In January, the Supreme Court heard Friedrichs v. California Teachers Association, a case brought by anti-union groups to explicitly weaken public sector unions by allowing non-members to refuse to pay a fee for the representation they receive from the union. Longstanding precedent said that these workers did not have to pay for union political activity but did have to pay a fee for collective bargaining and other representation … but opponents of unions calculated that the time had come when the court would overturn that. Scalia himself was seen as a critical swing vote on this issue. He had stood by the precedent requiring fair share fees in the past, but in 2014, he had voted to chip away at the workers covered by that in Harris v. Quinn. The stakes were high:

One brief in the case indicates that in states where teachers are covered by collective bargaining but aren’t forced to pay agency fees, about 34 percent are “free riders.” Moreover, states that have the compulsory fees for workers have much higher union membership in the public sector—an average of nearly 50 percent—compared with states where such fees are banned (17 percent).

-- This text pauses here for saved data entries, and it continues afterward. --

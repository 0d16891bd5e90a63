use async_trait::async_trait;
use scholora_core::model::ArtifactRef;

use crate::repository::StorageError;

/// A paper title the catalog can offer, with its bundled asset if one exists.
#[derive(Clone, Debug, PartialEq, Eq)]
pub struct CatalogEntry {
    pub title: String,
    pub asset: Option<ArtifactRef>,
}

impl CatalogEntry {
    #[must_use]
    pub fn new(title: impl Into<String>) -> Self {
        Self {
            title: title.into(),
            asset: None,
        }
    }

    #[must_use]
    pub fn with_asset(mut self, path: impl Into<String>) -> Self {
        self.asset = Some(ArtifactRef::new(path));
        self
    }
}

/// Lookup contract for selectable papers.
#[async_trait]
pub trait Catalog: Send + Sync {
    /// Titles containing `query`, ignoring case, in catalog order.
    ///
    /// An empty query matches every title.
    ///
    /// # Errors
    ///
    /// Returns `StorageError` if the backing source cannot be read.
    async fn search(&self, query: &str) -> Result<Vec<String>, StorageError>;

    /// Fixed asset location for a catalog title.
    ///
    /// # Errors
    ///
    /// Returns `StorageError::NotFound` if the title is not in the catalog.
    async fn asset_for(&self, title: &str) -> Result<Option<ArtifactRef>, StorageError>;
}

/// Catalog backed by a fixed in-memory list.
#[derive(Clone, Debug, Default)]
pub struct StaticCatalog {
    entries: Vec<CatalogEntry>,
}

impl StaticCatalog {
    #[must_use]
    pub fn new(entries: Vec<CatalogEntry>) -> Self {
        Self { entries }
    }

    /// The bundled list of landmark machine-learning papers.
    #[must_use]
    pub fn papers() -> Self {
        Self::new(vec![
            CatalogEntry::new("Attention Is All You Need").with_asset("/attention.pdf"),
            CatalogEntry::new(
                "BERT: Pre-training of Deep Bidirectional Transformers for Language Understanding",
            )
            .with_asset("/bert.pdf"),
            CatalogEntry::new("Deep Residual Learning for Image Recognition"),
            CatalogEntry::new("Generative Adversarial Networks"),
            CatalogEntry::new("ImageNet Classification with Deep Convolutional Neural Networks"),
            CatalogEntry::new("Long Short-Term Memory"),
            CatalogEntry::new("Sequence to Sequence Learning with Neural Networks"),
            CatalogEntry::new(
                "Transformer-XL: Attentive Language Models Beyond a Fixed-Length Context",
            ),
            CatalogEntry::new("YOLO: Real-Time Object Detection"),
            CatalogEntry::new("ZeRO: Memory Optimizations Toward Training Trillion Parameter Models"),
        ])
    }

    #[must_use]
    pub fn entries(&self) -> &[CatalogEntry] {
        &self.entries
    }
}

#[async_trait]
impl Catalog for StaticCatalog {
    async fn search(&self, query: &str) -> Result<Vec<String>, StorageError> {
        let needle = query.to_lowercase();
        Ok(self
            .entries
            .iter()
            .filter(|entry| entry.title.to_lowercase().contains(&needle))
            .map(|entry| entry.title.clone())
            .collect())
    }

    async fn asset_for(&self, title: &str) -> Result<Option<ArtifactRef>, StorageError> {
        self.entries
            .iter()
            .find(|entry| entry.title == title)
            .map(|entry| entry.asset.clone())
            .ok_or(StorageError::NotFound)
    }
}

#[cfg(test)]
mod tests {
    use super::*;

    #[tokio::test]
    async fn search_is_case_insensitive() {
        let catalog = StaticCatalog::papers();
        let hits = catalog.search("bert").await.unwrap();
        assert_eq!(hits.len(), 1);
        assert!(hits[0].contains("BERT"));
    }

    #[tokio::test]
    async fn search_preserves_catalog_order() {
        let catalog = StaticCatalog::papers();
        let hits = catalog.search("NETWORKS").await.unwrap();
        assert_eq!(
            hits,
            vec![
                "Generative Adversarial Networks".to_string(),
                "ImageNet Classification with Deep Convolutional Neural Networks".to_string(),
                "Sequence to Sequence Learning with Neural Networks".to_string(),
            ]
        );
    }

    #[tokio::test]
    async fn empty_query_matches_everything() {
        let catalog = StaticCatalog::papers();
        assert_eq!(catalog.search("").await.unwrap().len(), catalog.entries().len());
    }

    #[tokio::test]
    async fn asset_lookup_distinguishes_missing_asset_from_unknown_title() {
        let catalog = StaticCatalog::papers();
        let asset = catalog.asset_for("Attention Is All You Need").await.unwrap();
        assert_eq!(asset, Some(ArtifactRef::new("/attention.pdf")));
        assert_eq!(catalog.asset_for("Long Short-Term Memory").await.unwrap(), None);
        assert!(matches!(
            catalog.asset_for("Unknown Paper").await,
            Err(StorageError::NotFound)
        ));
    }
}
//! Event-driven front door to [`LessonSession`].
//!
//! UI callbacks never touch the session directly. They translate user input
//! into a [`LessonEvent`], run it through [`reduce`], and carry out whatever
//! [`LessonEffect`] comes back (timers, alerts). `reduce` is pure, so every
//! transition can be tested without a UI.

use chrono::{DateTime, Utc};

use crate::model::{
    AnswerOutcome, ArtifactRef, LessonPlan, LessonSession, UploadedFile, ValidationError,
};

#[derive(Clone, Debug, PartialEq, Eq)]
pub enum LessonEvent {
    FileChosen {
        file: UploadedFile,
        reference: ArtifactRef,
    },
    TitleSelected {
        title: String,
        reference: Option<ArtifactRef>,
    },
    AnswerChanged(String),
    SubmitArtifact,
    ProcessingFinished,
    Advance,
    SubmitAnswer {
        answered_at: DateTime<Utc>,
    },
    /// Ends the highlight of answer number `answer` (see `LessonSession::answer_count`).
    AcknowledgementElapsed { answer: usize },
}

/// Follow-up work requested by a transition.
#[derive(Clone, Debug, PartialEq, Eq)]
pub enum LessonEffect {
    /// Wait out the simulated upload, then send `ProcessingFinished`.
    ScheduleProcessing,
    /// Show the answer highlight, then send `AcknowledgementElapsed` for the
    /// same answer.
    ScheduleAcknowledgement { outcome: AnswerOutcome, answer: usize },
    /// Block the user with a message; the session did not change.
    Alert(ValidationError),
}

#[derive(Clone, Debug, PartialEq, Eq)]
pub struct Update {
    pub session: LessonSession,
    pub effect: Option<LessonEffect>,
}

impl Update {
    fn quiet(session: LessonSession) -> Self {
        Self {
            session,
            effect: None,
        }
    }
}

#[must_use]
pub fn reduce(plan: &LessonPlan, mut session: LessonSession, event: LessonEvent) -> Update {
    match event {
        LessonEvent::FileChosen { file, reference } => {
            session.select_file(file, reference);
            Update::quiet(session)
        }
        LessonEvent::TitleSelected { title, reference } => {
            session.select_title(title, reference);
            Update::quiet(session)
        }
        LessonEvent::AnswerChanged(text) => {
            session.set_answer_text(text);
            Update::quiet(session)
        }
        LessonEvent::SubmitArtifact => match session.submit_artifact() {
            Ok(()) => Update {
                session,
                effect: Some(LessonEffect::ScheduleProcessing),
            },
            Err(err) => Update {
                session,
                effect: Some(LessonEffect::Alert(err)),
            },
        },
        LessonEvent::ProcessingFinished => {
            session.finish_processing();
            Update::quiet(session)
        }
        LessonEvent::Advance => {
            session.advance();
            Update::quiet(session)
        }
        LessonEvent::SubmitAnswer { answered_at } => {
            let text = session.answer_text().to_owned();
            let effect = session
                .check_answer(plan, &text, answered_at)
                .map(|outcome| LessonEffect::ScheduleAcknowledgement {
                    outcome,
                    answer: session.answer_count(),
                });
            Update { session, effect }
        }
        LessonEvent::AcknowledgementElapsed { answer } => {
            session.dismiss_acknowledgement(answer);
            Update::quiet(session)
        }
    }
}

Again, we’re talking about workers paying for things unions do that directly benefit them: Bargaining contracts with better pay and working conditions, and representing them in grievances. And where workers don’t have to pay a fee, they still get the same level of representation as their coworkers who are union members. Antonin Scalia seemed prepared to join in Justice Samuel Alito’s anti-worker crusade and dramatically weaken unions by forcing them to represent non-members for free. And then he died, and the decision we get is:

The judgment is affirmed by an equally divided Court.

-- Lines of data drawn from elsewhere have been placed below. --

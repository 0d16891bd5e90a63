use scholora_core::model::LessonSession;

/// Display snapshot of the upload/select page.
#[derive(Clone, Debug, Default, PartialEq, Eq)]
pub struct UploadVm {
    pub uploaded_name: Option<String>,
    pub selected_name: Option<String>,
    pub preview: Option<String>,
    pub processing: bool,
}

#[must_use]
pub fn map_upload(session: &LessonSession) -> UploadVm {
    let artifact = session.artifact();
    UploadVm {
        uploaded_name: artifact
            .filter(|a| a.is_upload())
            .map(|a| a.display_name().to_owned()),
        selected_name: artifact.map(|a| a.display_name().to_owned()),
        preview: artifact
            .and_then(|a| a.reference())
            .map(|r| r.as_str().to_owned()),
        processing: session.is_processing(),
    }
}

#[cfg(test)]
mod tests {
    use scholora_core::model::{ArtifactRef, UploadedFile};
    use scholora_core::time::fixed_now;

    use super::*;

    #[test]
    fn empty_session_has_nothing_to_preview() {
        let vm = map_upload(&LessonSession::new(fixed_now()));
        assert_eq!(vm, UploadVm::default());
    }

    #[test]
    fn catalog_pick_replaces_upload_in_preview() {
        let mut session = LessonSession::new(fixed_now());
        session.select_file(
            UploadedFile::new("/tmp/notes.pdf"),
            ArtifactRef::new("file:///tmp/notes.pdf"),
        );
        assert_eq!(map_upload(&session).uploaded_name.as_deref(), Some("notes.pdf"));

        session.select_title("BERT", Some(ArtifactRef::new("/bert.pdf")));
        let vm = map_upload(&session);
        assert_eq!(vm.uploaded_name, None);
        assert_eq!(vm.selected_name.as_deref(), Some("BERT"));
        assert_eq!(vm.preview.as_deref(), Some("/bert.pdf"));
    }
}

That means the precedent stands and unions aren’t gutted. At least as long as Scalia isn’t replaced by another hardcore conservative, anti-union vote on the court. That’s our fight now.

Please donate $3 today to help turn the Senate blue. The future of the Supreme Court depends on it.

This blog originally appeared in dailykos.com on March 29, 2016. Reprinted with permission.

Laura Clawson has been a Daily Kos contributing editor since December 2006 and Labor editor since 2011.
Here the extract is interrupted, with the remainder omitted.